=== Study material ===
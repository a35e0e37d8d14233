//! Paths that bypass authentication

use once_cell::sync::Lazy;
use regex::RegexSet;

/// Public routes under the primary gateway
pub const API_EXCLUDED_PATHS: &[&str] = &[
    r"^/api/login/$",
    r"^/api/register/$",
    r"^/api/check-auth/$",
    r"^/api/ping/?$",
    r"^/api/admin/",
    r"^/admin/",
    r"^/api/users/",
];

/// Public routes under the legacy gateway
pub const LEGACY_EXCLUDED_PATHS: &[&str] = &[
    r"^/legacy/login/$",
    r"^/legacy/register/$",
    r"^/legacy/check-auth/$",
];

static API_DEFAULT: Lazy<ExcludedPaths> = Lazy::new(|| {
    ExcludedPaths::new(API_EXCLUDED_PATHS).unwrap_or_else(|_| ExcludedPaths::none())
});

static LEGACY_DEFAULT: Lazy<ExcludedPaths> = Lazy::new(|| {
    ExcludedPaths::new(LEGACY_EXCLUDED_PATHS).unwrap_or_else(|_| ExcludedPaths::none())
});

/// Anchored path patterns compiled into one `RegexSet`
#[derive(Debug, Clone)]
pub struct ExcludedPaths {
    set: RegexSet,
}

impl ExcludedPaths {
    /// Compile patterns. A pattern without a leading `^` is anchored at the
    /// start, so `/api/login/` never matches inside a longer path.
    pub fn new<I, S>(patterns: I) -> Result<Self, regex::Error>
    where
        I: IntoIterator<Item = S>,
        S: AsRef<str>,
    {
        let anchored: Vec<String> = patterns
            .into_iter()
            .map(|p| {
                let p = p.as_ref();
                if p.starts_with('^') {
                    p.to_string()
                } else {
                    format!("^{}", p)
                }
            })
            .collect();

        Ok(Self {
            set: RegexSet::new(anchored)?,
        })
    }

    /// Matches nothing
    pub fn none() -> Self {
        Self {
            set: RegexSet::empty(),
        }
    }

    pub fn api_defaults() -> Self {
        API_DEFAULT.clone()
    }

    pub fn legacy_defaults() -> Self {
        LEGACY_DEFAULT.clone()
    }

    pub fn is_excluded(&self, path: &str) -> bool {
        self.set.is_match(path)
    }

    pub fn len(&self) -> usize {
        self.set.len()
    }

    pub fn is_empty(&self) -> bool {
        self.set.is_empty()
    }
}
//! User repository (数据库访问层)

use async_trait::async_trait;
use chrono::{DateTime, Utc};
use sqlx::PgPool;

use super::{PrincipalStore, StoreError};
use crate::models::user::{NewUser, TokenMaterial, User};

pub struct UserRepository {
    db: PgPool,
}

impl UserRepository {
    pub fn new(db: PgPool) -> Self {
        Self { db }
    }
}

#[async_trait]
impl PrincipalStore for UserRepository {
    /// 根据 ID 查找用户
    async fn find_by_id(&self, id: i64) -> Result<Option<User>, StoreError> {
        let user = sqlx::query_as::<_, User>("SELECT * FROM users WHERE id = $1")
            .bind(id)
            .fetch_optional(&self.db)
            .await?;

        Ok(user)
    }

    /// 根据邮箱查找用户
    async fn find_by_email(&self, email: &str) -> Result<Option<User>, StoreError> {
        let user = sqlx::query_as::<_, User>("SELECT * FROM users WHERE email = $1")
            .bind(email)
            .fetch_optional(&self.db)
            .await?;

        Ok(user)
    }

    /// 根据令牌标识查找用户（唯一索引）
    async fn find_by_token_identifier(&self, token_id: &str) -> Result<Option<User>, StoreError> {
        let user = sqlx::query_as::<_, User>("SELECT * FROM users WHERE token_id = $1")
            .bind(token_id)
            .fetch_optional(&self.db)
            .await?;

        Ok(user)
    }

    /// 查找持有未过期不透明令牌的用户
    async fn find_all_with_unexpired_token(
        &self,
        now: DateTime<Utc>,
    ) -> Result<Vec<User>, StoreError> {
        let users = sqlx::query_as::<_, User>(
            r#"
            SELECT * FROM users
            WHERE token_hash IS NOT NULL
              AND token_id IS NULL
              AND token_expires > $1
            ORDER BY id
            "#,
        )
        .bind(now)
        .fetch_all(&self.db)
        .await?;

        Ok(users)
    }

    /// 创建用户
    async fn create(&self, new_user: NewUser) -> Result<User, StoreError> {
        sqlx::query_as::<_, User>(
            r#"
            INSERT INTO users (email, name, password_hash)
            VALUES ($1, $2, $3)
            RETURNING *
            "#,
        )
        .bind(&new_user.email)
        .bind(&new_user.name)
        .bind(&new_user.password_hash)
        .fetch_one(&self.db)
        .await
        .map_err(StoreError::from_sqlx)
    }

    /// 覆盖令牌（单行原子更新）
    async fn save_token(
        &self,
        user_id: i64,
        material: &TokenMaterial,
    ) -> Result<User, StoreError> {
        sqlx::query_as::<_, User>(
            r#"
            UPDATE users
            SET
                token_id = $2,
                token_hash = $3,
                token_expires = $4,
                last_login = $5
            WHERE id = $1
            RETURNING *
            "#,
        )
        .bind(user_id)
        .bind(&material.token_id)
        .bind(&material.token_hash)
        .bind(material.expires_at)
        .bind(material.issued_at)
        .fetch_optional(&self.db)
        .await
        .map_err(StoreError::from_sqlx)?
        .ok_or(StoreError::NotFound)
    }

    /// 列出所有用户
    async fn list(&self, limit: i64, offset: i64) -> Result<Vec<User>, StoreError> {
        let users = sqlx::query_as::<_, User>(
            "SELECT * FROM users ORDER BY created_at DESC LIMIT $1 OFFSET $2",
        )
        .bind(limit)
        .bind(offset)
        .fetch_all(&self.db)
        .await?;

        Ok(users)
    }

    async fn ping(&self) -> Result<(), StoreError> {
        sqlx::query("SELECT 1").execute(&self.db).await?;
        crate::db::record_pool_metrics(&self.db);
        Ok(())
    }
}
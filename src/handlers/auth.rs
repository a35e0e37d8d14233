//! 认证相关的 HTTP 处理器

use axum::{
    extract::State,
    http::HeaderMap,
    Json,
};
use std::sync::Arc;

use crate::{
    auth::{
        gateway::{AuthGateway, CurrentUser},
        token::TokenScheme,
    },
    error::AppError,
    middleware::AppState,
    models::{
        auth::{AuthResponse, CheckAuthResponse, LoginRequest, RegisterRequest},
        user::UserResponse,
    },
};

/// 注册
pub async fn register(
    State(state): State<Arc<AppState>>,
    Json(req): Json<RegisterRequest>,
) -> Result<Json<AuthResponse>, AppError> {
    let response = state.auth_service.register(req, TokenScheme::Split).await?;
    Ok(Json(response))
}

/// 登录
pub async fn login(
    State(state): State<Arc<AppState>>,
    Json(req): Json<LoginRequest>,
) -> Result<Json<AuthResponse>, AppError> {
    let response = state.auth_service.login(req, TokenScheme::Split).await?;
    Ok(Json(response))
}

/// 校验 Authorization 头中的令牌
pub async fn check_auth(
    State(state): State<Arc<AppState>>,
    headers: HeaderMap,
) -> Result<Json<CheckAuthResponse>, AppError> {
    check_with(&state.api_gateway, &headers).await
}

/// 旧版注册（签发不透明令牌）
pub async fn legacy_register(
    State(state): State<Arc<AppState>>,
    Json(req): Json<RegisterRequest>,
) -> Result<Json<AuthResponse>, AppError> {
    let response = state.auth_service.register(req, TokenScheme::Opaque).await?;
    Ok(Json(response))
}

/// 旧版登录（签发不透明令牌）
pub async fn legacy_login(
    State(state): State<Arc<AppState>>,
    Json(req): Json<LoginRequest>,
) -> Result<Json<AuthResponse>, AppError> {
    let response = state.auth_service.login(req, TokenScheme::Opaque).await?;
    Ok(Json(response))
}

/// 旧版令牌校验
pub async fn legacy_check_auth(
    State(state): State<Arc<AppState>>,
    headers: HeaderMap,
) -> Result<Json<CheckAuthResponse>, AppError> {
    let gateway = state
        .legacy_gateway
        .as_ref()
        .ok_or_else(|| AppError::NotFound("Not found".to_string()))?;
    check_with(gateway, &headers).await
}

/// 当前用户（受旧版网关保护）
pub async fn legacy_me(CurrentUser(user): CurrentUser) -> Json<CheckAuthResponse> {
    Json(CheckAuthResponse {
        success: true,
        user: UserResponse::from(user),
    })
}

async fn check_with(
    gateway: &AuthGateway,
    headers: &HeaderMap,
) -> Result<Json<CheckAuthResponse>, AppError> {
    let user = gateway.authenticator.authenticate_headers(headers).await?;

    Ok(Json(CheckAuthResponse {
        success: true,
        user: UserResponse::from(user),
    }))
}
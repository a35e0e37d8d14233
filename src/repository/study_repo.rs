//! Study set / card repository (数据库访问层)

use async_trait::async_trait;
use chrono::{DateTime, Utc};
use sqlx::PgPool;

use super::{BatchError, StoreError, StudyStore};
use crate::models::{
    card::{Card, CardUpsert, CreateCardRequest, UpdateCardRequest},
    study_set::{CreateSetRequest, StudySet, UpdateSetRequest},
};

pub struct StudyRepository {
    db: PgPool,
}

impl StudyRepository {
    pub fn new(db: PgPool) -> Self {
        Self { db }
    }
}

#[async_trait]
impl StudyStore for StudyRepository {
    async fn create_set(
        &self,
        user_id: i64,
        req: &CreateSetRequest,
    ) -> Result<StudySet, StoreError> {
        let set = sqlx::query_as::<_, StudySet>(
            r#"
            INSERT INTO study_sets (user_id, title, description, term_lang, definition_lang, is_public)
            VALUES ($1, $2, $3, $4, $5, $6)
            RETURNING *
            "#,
        )
        .bind(user_id)
        .bind(&req.title)
        .bind(&req.description)
        .bind(&req.term_lang)
        .bind(&req.definition_lang)
        .bind(req.is_public)
        .fetch_one(&self.db)
        .await?;

        Ok(set)
    }

    async fn list_sets(
        &self,
        user_id: i64,
        since: DateTime<Utc>,
        offset: i64,
        limit: i64,
    ) -> Result<Vec<StudySet>, StoreError> {
        let sets = sqlx::query_as::<_, StudySet>(
            r#"
            SELECT * FROM study_sets
            WHERE user_id = $1 AND created_at > $2
            ORDER BY created_at DESC, id DESC
            LIMIT $3 OFFSET $4
            "#,
        )
        .bind(user_id)
        .bind(since)
        .bind(limit)
        .bind(offset)
        .fetch_all(&self.db)
        .await?;

        Ok(sets)
    }

    async fn get_set(&self, user_id: i64, set_id: i64) -> Result<Option<StudySet>, StoreError> {
        let set = sqlx::query_as::<_, StudySet>(
            "SELECT * FROM study_sets WHERE id = $1 AND user_id = $2",
        )
        .bind(set_id)
        .bind(user_id)
        .fetch_optional(&self.db)
        .await?;

        Ok(set)
    }

    async fn update_set(
        &self,
        user_id: i64,
        set_id: i64,
        req: &UpdateSetRequest,
    ) -> Result<Option<StudySet>, StoreError> {
        let set = sqlx::query_as::<_, StudySet>(
            r#"
            UPDATE study_sets
            SET
                title = COALESCE($3, title),
                description = COALESCE($4, description),
                term_lang = COALESCE($5, term_lang),
                definition_lang = COALESCE($6, definition_lang),
                is_public = COALESCE($7, is_public)
            WHERE id = $1 AND user_id = $2
            RETURNING *
            "#,
        )
        .bind(set_id)
        .bind(user_id)
        .bind(&req.title)
        .bind(&req.description)
        .bind(&req.term_lang)
        .bind(&req.definition_lang)
        .bind(req.is_public)
        .fetch_optional(&self.db)
        .await?;

        Ok(set)
    }

    async fn delete_set(&self, user_id: i64, set_id: i64) -> Result<bool, StoreError> {
        let result = sqlx::query("DELETE FROM study_sets WHERE id = $1 AND user_id = $2")
            .bind(set_id)
            .bind(user_id)
            .execute(&self.db)
            .await?;

        Ok(result.rows_affected() > 0)
    }

    async fn list_cards(&self, user_id: i64, set_id: i64) -> Result<Vec<Card>, StoreError> {
        let cards = sqlx::query_as::<_, Card>(
            r#"
            SELECT c.* FROM cards c
            JOIN study_sets s ON s.id = c.set_id
            WHERE c.set_id = $1 AND s.user_id = $2
            ORDER BY c.id
            "#,
        )
        .bind(set_id)
        .bind(user_id)
        .fetch_all(&self.db)
        .await?;

        Ok(cards)
    }

    async fn create_card(
        &self,
        user_id: i64,
        req: &CreateCardRequest,
    ) -> Result<Option<Card>, StoreError> {
        // 仅当集合属于该用户时插入
        let card = sqlx::query_as::<_, Card>(
            r#"
            INSERT INTO cards (set_id, term, definition, image_url, audio_url)
            SELECT s.id, $3, $4, $5, $6
            FROM study_sets s
            WHERE s.id = $1 AND s.user_id = $2
            RETURNING *
            "#,
        )
        .bind(req.set)
        .bind(user_id)
        .bind(&req.term)
        .bind(&req.definition)
        .bind(&req.image_url)
        .bind(&req.audio_url)
        .fetch_optional(&self.db)
        .await?;

        Ok(card)
    }

    async fn get_card(&self, user_id: i64, card_id: i64) -> Result<Option<Card>, StoreError> {
        let card = sqlx::query_as::<_, Card>(
            r#"
            SELECT c.* FROM cards c
            JOIN study_sets s ON s.id = c.set_id
            WHERE c.id = $1 AND s.user_id = $2
            "#,
        )
        .bind(card_id)
        .bind(user_id)
        .fetch_optional(&self.db)
        .await?;

        Ok(card)
    }

    async fn update_card(
        &self,
        user_id: i64,
        card_id: i64,
        req: &UpdateCardRequest,
    ) -> Result<Option<Card>, StoreError> {
        let card = sqlx::query_as::<_, Card>(
            r#"
            UPDATE cards c
            SET
                term = COALESCE($3, c.term),
                definition = COALESCE($4, c.definition)
            FROM study_sets s
            WHERE c.id = $1 AND s.id = c.set_id AND s.user_id = $2
            RETURNING c.*
            "#,
        )
        .bind(card_id)
        .bind(user_id)
        .bind(&req.term)
        .bind(&req.definition)
        .fetch_optional(&self.db)
        .await?;

        Ok(card)
    }

    async fn delete_card(&self, user_id: i64, card_id: i64) -> Result<bool, StoreError> {
        let result = sqlx::query(
            r#"
            DELETE FROM cards c
            USING study_sets s
            WHERE c.id = $1 AND s.id = c.set_id AND s.user_id = $2
            "#,
        )
        .bind(card_id)
        .bind(user_id)
        .execute(&self.db)
        .await?;

        Ok(result.rows_affected() > 0)
    }

    async fn upsert_cards(
        &self,
        set_id: i64,
        cards: &[CardUpsert],
    ) -> Result<Vec<Card>, BatchError> {
        let mut tx = self.db.begin().await?;
        let mut results = Vec::with_capacity(cards.len());

        for entry in cards {
            let card = match entry.id {
                Some(card_id) => sqlx::query_as::<_, Card>(
                    r#"
                    UPDATE cards
                    SET
                        term = COALESCE($3, term),
                        definition = COALESCE($4, definition),
                        image_url = COALESCE($5, image_url),
                        audio_url = COALESCE($6, audio_url)
                    WHERE id = $1 AND set_id = $2
                    RETURNING *
                    "#,
                )
                .bind(card_id)
                .bind(set_id)
                .bind(&entry.term)
                .bind(&entry.definition)
                .bind(&entry.image_url)
                .bind(&entry.audio_url)
                .fetch_optional(&mut *tx)
                .await?
                .ok_or(BatchError::CardNotFound(card_id))?,
                None => sqlx::query_as::<_, Card>(
                    r#"
                    INSERT INTO cards (set_id, term, definition, image_url, audio_url)
                    VALUES ($1, $2, $3, $4, $5)
                    RETURNING *
                    "#,
                )
                .bind(set_id)
                .bind(entry.term.as_deref().unwrap_or_default())
                .bind(entry.definition.as_deref().unwrap_or_default())
                .bind(&entry.image_url)
                .bind(&entry.audio_url)
                .fetch_one(&mut *tx)
                .await?,
            };
            results.push(card);
        }

        // 任一失败时 tx 被 drop，自动回滚
        tx.commit().await?;
        Ok(results)
    }
}
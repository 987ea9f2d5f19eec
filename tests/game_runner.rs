use std::time::Duration;

use tokio::sync::broadcast::{error::TryRecvError, Receiver};
use tokio::time::{sleep, timeout};

use typing_game::game::{
    Engine, EngineConfig, GameEvent, GameHandle, GameRunner, RunnerEvent, SessionOutcome,
};
use typing_game::leaderboard::LeaderboardClient;

fn seeded_engine() -> Engine {
    Engine::new(EngineConfig {
        seed: Some(21),
        ..EngineConfig::default()
    })
}

fn spawn_runner(client: Option<LeaderboardClient>) -> (GameHandle, Receiver<RunnerEvent>) {
    let (runner, handle) = GameRunner::new(seeded_engine(), client);
    let events = handle.subscribe();
    tokio::spawn(runner.run());
    (handle, events)
}

fn drain(events: &mut Receiver<RunnerEvent>) -> Vec<RunnerEvent> {
    let mut out = Vec::new();
    loop {
        match events.try_recv() {
            Ok(event) => out.push(event),
            Err(TryRecvError::Lagged(_)) => continue,
            Err(_) => break,
        }
    }
    out
}

fn spawned_words(events: &[RunnerEvent]) -> Vec<String> {
    events
        .iter()
        .filter_map(|e| match e {
            RunnerEvent::Game(GameEvent::TargetSpawned { text, .. }) => Some(text.clone()),
            _ => None,
        })
        .collect()
}

async fn next_outcome(events: &mut Receiver<RunnerEvent>) -> SessionOutcome {
    timeout(Duration::from_secs(60), async {
        loop {
            match events.recv().await {
                Ok(RunnerEvent::Outcome(outcome)) => return outcome,
                Ok(_) => continue,
                Err(e) => panic!("event stream closed: {e}"),
            }
        }
    })
    .await
    .unwrap()
}

#[tokio::test(start_paused = true)]
async fn test_initial_batch_is_staggered() {
    let (handle, mut events) = spawn_runner(None);
    handle.start().await.unwrap();

    sleep(Duration::from_millis(100)).await;
    assert_eq!(spawned_words(&drain(&mut events)).len(), 1);

    sleep(Duration::from_millis(600)).await;
    assert_eq!(spawned_words(&drain(&mut events)).len(), 2);

    // Only the spawn timer adds targets from here on
    sleep(Duration::from_millis(1000)).await;
    assert!(spawned_words(&drain(&mut events)).is_empty());

    sleep(Duration::from_millis(400)).await;
    assert_eq!(spawned_words(&drain(&mut events)).len(), 1);
}

#[tokio::test(start_paused = true)]
async fn test_typed_word_scores_and_stop_reports_outcome() {
    let (handle, mut events) = spawn_runner(None);
    handle.start().await.unwrap();
    sleep(Duration::from_millis(50)).await;

    let words = spawned_words(&drain(&mut events));
    handle.input(words[0].to_uppercase()).await.unwrap();
    sleep(Duration::from_millis(10)).await;

    let after_input = drain(&mut events);
    assert!(after_input.iter().any(|e| matches!(
        e,
        RunnerEvent::Game(GameEvent::ScoreChanged { score: 10, .. })
    )));
    assert!(after_input.contains(&RunnerEvent::Game(GameEvent::InputCleared)));

    handle.stop().await.unwrap();
    let outcome = next_outcome(&mut events).await;
    assert_eq!(outcome.final_score, 10);
    assert!(outcome.qualifies);
    assert!(outcome.top.is_empty());
    assert_eq!(outcome.leaderboard_error, None);
}

#[tokio::test(start_paused = true)]
async fn test_unmatched_words_end_the_session() {
    let (handle, mut events) = spawn_runner(None);
    handle.start().await.unwrap();

    let outcome = next_outcome(&mut events).await;
    assert_eq!(outcome.final_score, 0);
    assert!(outcome.qualifies);
}

#[tokio::test(start_paused = true)]
async fn test_unreachable_leaderboard_still_offers_save() {
    let client = LeaderboardClient::new("http://127.0.0.1:9");
    let (handle, mut events) = spawn_runner(Some(client));
    handle.start().await.unwrap();
    sleep(Duration::from_millis(10)).await;
    handle.stop().await.unwrap();

    let outcome = next_outcome(&mut events).await;
    assert!(outcome.qualifies);
    assert!(outcome.leaderboard_error.is_some());
}

#[tokio::test(start_paused = true)]
async fn test_save_requires_finished_game_and_client() {
    let (handle, mut events) = spawn_runner(None);

    handle.save_score("Ana").await.unwrap();
    sleep(Duration::from_millis(10)).await;
    assert!(drain(&mut events).contains(&RunnerEvent::SaveFailed {
        message: "No finished game to save".to_string(),
        retryable: false,
    }));

    handle.start().await.unwrap();
    sleep(Duration::from_millis(10)).await;
    handle.stop().await.unwrap();
    next_outcome(&mut events).await;

    handle.save_score("Ana").await.unwrap();
    sleep(Duration::from_millis(10)).await;
    assert!(drain(&mut events).contains(&RunnerEvent::SaveFailed {
        message: "Leaderboard is not configured".to_string(),
        retryable: false,
    }));
}

#[tokio::test(start_paused = true)]
async fn test_runner_stops_when_handles_drop() {
    let (runner, handle) = GameRunner::new(seeded_engine(), None);
    let task = tokio::spawn(runner.run());
    handle.start().await.unwrap();
    drop(handle);

    timeout(Duration::from_secs(1), task).await.unwrap().unwrap();
}

#[tokio::test(start_paused = true)]
async fn test_stalled_frames_still_advance_the_simulation() {
    let (handle, mut events) = spawn_runner(None);
    handle.start().await.unwrap();
    sleep(Duration::from_millis(20)).await;
    drain(&mut events);

    // Two minutes of frames collapse into one late tick
    tokio::time::advance(Duration::from_secs(120)).await;

    let outcome = timeout(Duration::from_secs(1), next_outcome(&mut events))
        .await
        .unwrap();
    assert_eq!(outcome.final_score, 0);
}

#[tokio::test(start_paused = true)]
async fn test_restart_does_not_offer_abandoned_game() {
    let (handle, mut events) = spawn_runner(None);
    handle.start().await.unwrap();
    sleep(Duration::from_millis(50)).await;
    drain(&mut events);

    handle.start().await.unwrap();
    sleep(Duration::from_millis(50)).await;

    let restart = drain(&mut events);
    assert!(restart.contains(&RunnerEvent::Game(GameEvent::Ended { final_score: 0 })));
    assert!(restart
        .iter()
        .any(|e| matches!(e, RunnerEvent::Game(GameEvent::Started { .. }))));
    assert!(!restart.iter().any(|e| matches!(e, RunnerEvent::Outcome(_))));

    // Nothing to save while the new session runs
    handle.save_score("Ana").await.unwrap();
    sleep(Duration::from_millis(10)).await;
    assert!(drain(&mut events).contains(&RunnerEvent::SaveFailed {
        message: "No finished game to save".to_string(),
        retryable: false,
    }));

    handle.stop().await.unwrap();
    assert_eq!(next_outcome(&mut events).await.final_score, 0);
}
//! Application state shared across routes

use std::sync::Arc;

use crate::config::Config;
use crate::leaderboard::LeaderboardService;
use crate::util::rate_limit::SubmissionLimiter;

/// Shared application state
#[derive(Clone)]
pub struct AppState {
    pub config: Arc<Config>,
    pub leaderboard: LeaderboardService,
    pub limiter: SubmissionLimiter,
}

impl AppState {
    pub fn new(config: Config) -> Self {
        let leaderboard = LeaderboardService::from_config(&config);
        Self::with_service(config, leaderboard)
    }

    /// State around an existing service (tests swap the store this way)
    pub fn with_service(config: Config, leaderboard: LeaderboardService) -> Self {
        let limiter = SubmissionLimiter::new(config.rate_limit_window, config.rate_limit_max);

        Self {
            config: Arc::new(config),
            leaderboard,
            limiter,
        }
    }
}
===
From the beginning of the listing above down to the line with "pub fn len(&self)", every line should be restated exactly.

repository a35e0e37d8d14233
//! Paths that bypass authentication

use once_cell::sync::Lazy;
use regex::RegexSet;

/// Public routes under the primary gateway
pub const API_EXCLUDED_PATHS: &[&str] = &[
    r"^/api/login/$",
    r"^/api/register/$",
    r"^/api/check-auth/$",
    r"^/api/ping/?$",
    r"^/api/admin/",
    r"^/admin/",
    r"^/api/users/",
];

/// Public routes under the legacy gateway
pub const LEGACY_EXCLUDED_PATHS: &[&str] = &[
    r"^/legacy/login/$",
    r"^/legacy/register/$",
    r"^/legacy/check-auth/$",
];

static API_DEFAULT: Lazy<ExcludedPaths> = Lazy::new(|| {
    ExcludedPaths::new(API_EXCLUDED_PATHS).unwrap_or_else(|_| ExcludedPaths::none())
});

static LEGACY_DEFAULT: Lazy<ExcludedPaths> = Lazy::new(|| {
    ExcludedPaths::new(LEGACY_EXCLUDED_PATHS).unwrap_or_else(|_| ExcludedPaths::none())
});

/// Anchored path patterns compiled into one `RegexSet`
#[derive(Debug, Clone)]
pub struct ExcludedPaths {
    set: RegexSet,
}

impl ExcludedPaths {
    /// Compile patterns. A pattern without a leading `^` is anchored at the
    /// start, so `/api/login/` never matches inside a longer path.
    pub fn new<I, S>(patterns: I) -> Result<Self, regex::Error>
    where
        I: IntoIterator<Item = S>,
        S: AsRef<str>,
    {
        let anchored: Vec<String> = patterns
            .into_iter()
            .map(|p| {
                let p = p.as_ref();
                if p.starts_with('^') {
                    p.to_string()
                } else {
                    format!("^{}", p)
                }
            })
            .collect();

        Ok(Self {
            set: RegexSet::new(anchored)?,
        })
    }

    /// Matches nothing
    pub fn none() -> Self {
        Self {
            set: RegexSet::empty(),
        }
    }

    pub fn api_defaults() -> Self {
        API_DEFAULT.clone()
    }

    pub fn legacy_defaults() -> Self {
        LEGACY_DEFAULT.clone()
    }

    pub fn is_excluded(&self, path: &str) -> bool {
        self.set.is_match(path)
    }

    pub fn len(&self) -> usize {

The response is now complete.